◆ **Material provided**
--*--

impl Shared {
    fn check_failure(&self) -> AppResult<()> {
        match self.failure.lock().as_ref() {
            Some(message) => Err(DaqError::AsyncWriter(message.clone())),
            None => Ok(()),
        }
    }

    fn record_failure(&self, err: &DaqError) {
        let mut failure = self.failure.lock();
        if failure.is_none() {
            *failure = Some(err.to_string());
        }
    }

    fn memory_fraction(&self) -> f64 {
        self.probe.memory_fraction()
    }

    fn disk_fraction(&self) -> f64 {
        let used = self.used_bytes.load(Ordering::SeqCst);
        match self.probe.free_disk_bytes(&self.temp_dir) {
            Some(free) => used as f64 / (used as f64 + free as f64 + 1.0),
            None => 0.0,
        }
    }

    fn stats(&self) -> AsyncStats {
        let in_memory = self.in_memory.load(Ordering::SeqCst);
        let freed = self.freed.load(Ordering::SeqCst);
        AsyncStats {
            queued: self.queue.len(),
            in_memory,
            on_disk: self.on_disk.load(Ordering::SeqCst),
            spilled_bytes: self.used_bytes.load(Ordering::SeqCst),
            frames_delivered: self.delivered.load(Ordering::SeqCst),
            frames_spilled: self.spilled.load(Ordering::SeqCst),
            freed_ratio: freed as f64 / (in_memory + freed + 1) as f64,
            reclaims: self.reclaims.load(Ordering::SeqCst),
            slowed: self.slowed.load(Ordering::SeqCst),
            writing: Writing::from_u8(self.writing.load(Ordering::SeqCst)),
        }
    }

    /// Replay the oldest message. Returns `false` when the queue was empty.
    ///
    /// The handler lock is taken before popping, so concurrent consumers
    /// deliver in queue order.
    async fn handle_next(&self, triage: bool) -> AppResult<bool> {
        let mut handler = self.handler.lock().await;
        let Some(message) = self.queue.pop() else {
            return Ok(false);
        };

        let result = self.dispatch(handler.as_mut(), message).await;
        self.writing.store(Writing::Idle as u8, Ordering::SeqCst);
        drop(handler);
        result?;

        self.maybe_reclaim(triage);
        Ok(true)
    }

    async fn dispatch(&self, handler: &mut dyn OutputHandler, message: Message) -> AppResult<()> {
        match message {
            Message::BeginStack { timepoint, row } => {
                self.writing.store(Writing::BeginStack as u8, Ordering::SeqCst);
                handler.begin_stack(timepoint, row).await
            }
            Message::InMemory(frame) => {
                self.writing.store(Writing::Memory as u8, Ordering::SeqCst);
                self.in_memory.fetch_sub(1, Ordering::SeqCst);
                handler.process_slice(frame).await?;
                self.freed.fetch_add(1, Ordering::SeqCst);
                self.delivered.fetch_add(1, Ordering::SeqCst);
                Ok(())
            }
            Message::OnDisk { path, bytes, meta } => {
                self.writing.store(Writing::Disk as u8, Ordering::SeqCst);
                let frame = read_spill(&path).await;
                self.on_disk.fetch_sub(1, Ordering::SeqCst);
                if let Err(e) = tokio::fs::remove_file(&path).await {
                    warn!(path = ?path, error = %e, "Couldn't delete temporary async image");
                } else {
                    self.used_bytes.fetch_sub(bytes, Ordering::SeqCst);
                }
                handler.process_slice(TaggedFrame { frame: frame?, meta }).await?;
                self.delivered.fetch_add(1, Ordering::SeqCst);
                Ok(())
            }
            Message::EndStack { timepoint, row } => {
                self.writing.store(Writing::EndStack as u8, Ordering::SeqCst);
                handler.finalize_stack(timepoint, row).await
            }
        }
    }

    fn maybe_reclaim(&self, triage: bool) {
        let freed = self.freed.load(Ordering::SeqCst);
        if freed == 0 {
            return;
        }
        let ratio = freed as f64 / (self.in_memory.load(Ordering::SeqCst) + freed + 1) as f64;
        let threshold = self.config.freed_gc_ratio;
        let slowed = self.slowed.load(Ordering::SeqCst);
        if (triage && ratio > threshold / 4.0) || (!slowed && ratio > threshold) {
            self.freed.store(0, Ordering::SeqCst);
            self.reclaims.fetch_add(1, Ordering::SeqCst);
            if let Some(hook) = &self.reclaim {
                hook();
            }
            debug!(ratio, triage, "Async output reclaim");
        }
    }

    async fn handle_all(&self) -> AppResult<()> {
        while self.handle_next(false).await? {}
        Ok(())
    }

    async fn enqueue(&self, message: Message) -> AppResult<()> {
        let mut pending = message;
        loop {
            match self.queue.push(pending) {
                Ok(()) => break,
                Err(rejected) => {
                    pending = rejected;
                    if let Err(e) = self.handle_next(true).await {
                        self.record_failure(&e);
                        return Err(e);
                    }
                }
            }
        }
        self.wake.notify_one();
        Ok(())
    }

    async fn spill(&self, tagged: TaggedFrame) -> AppResult<Message> {
        let path = self
            .temp_dir
            .join(format!("async_{}.bin", uuid::Uuid::new_v4().simple()));
        let bytes = bincode::serialize(&tagged.frame)?;
        tokio::fs::write(&path, &bytes).await?;

        let size = bytes.len() as u64;
        self.used_bytes.fetch_add(size, Ordering::SeqCst);
        self.on_disk.fetch_add(1, Ordering::SeqCst);
        self.spilled.fetch_add(1, Ordering::SeqCst);
        Ok(Message::OnDisk {
            path,
            bytes: size,
            meta: tagged.meta,
        })
    }
}

async fn read_spill(path: &Path) -> AppResult<Frame> {
    let bytes = tokio::fs::read(path).await?;
    Ok(bincode::deserialize::<Frame>(&bytes)?)
}

async fn worker_loop(shared: Arc<Shared>, cancel: CancellationToken) {
    loop {
        if cancel.is_cancelled() {
            break;
        }
        let finishing = shared.finishing.load(Ordering::SeqCst);
        if shared.slowed.load(Ordering::SeqCst) && !finishing {
            tokio::select! {
                _ = cancel.cancelled() => break,
                _ = shared.release.notified() => {}
                _ = tokio::time::sleep(shared.config.slowed_interval) => {}
            }
        }

        match shared.handle_next(false).await {
            Ok(true) => {}
            Ok(false) if finishing => break,
            Ok(false) => {
                tokio::select! {
                    _ = cancel.cancelled() => break,
                    _ = shared.wake.notified() => {}
                    _ = tokio::time::sleep(IDLE_POLL) => {}
                }
            }
            Err(e) => {
                error!(error = %e, "Async writer failed");
                shared.record_failure(&e);
                break;
            }
        }
    }
}

async fn monitor_loop(shared: Arc<Shared>, interval: Duration, cancel: CancellationToken) {
    let mut ticker = tokio::time::interval(interval);
    loop {
        tokio::select! {
            _ = cancel.cancelled() => break,
            _ = ticker.tick() => {
                let stats = shared.stats();
                info!(
                    queued = stats.queued,
                    in_memory = stats.in_memory,
                    memory_pct = shared.memory_fraction() * 100.0,
                    on_disk = stats.on_disk,
                    disk_pct = shared.disk_fraction() * 100.0,
                    freed_pct = stats.freed_ratio * 100.0,
                    writing = ?stats.writing,
                    "Async output status"
                );
            }
        }
    }
}

/// Builder for [`AsyncOutputWrapper`].
pub struct AsyncOutputBuilder {
    handler: Box<dyn OutputHandler>,
    output_dir: PathBuf,
    temp_dir: Option<PathBuf>,
    config: AsyncOutputConfig,
    probe: Option<Arc<dyn ResourceProbe>>,
    reclaim: Option<ReclaimHook>,
}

--*--

When a line in the listing above holds the word "TaggedFrame", copy it.

                handler.process_slice(TaggedFrame { frame: frame?, meta }).await?;
    async fn spill(&self, tagged: TaggedFrame) -> AppResult<Message> {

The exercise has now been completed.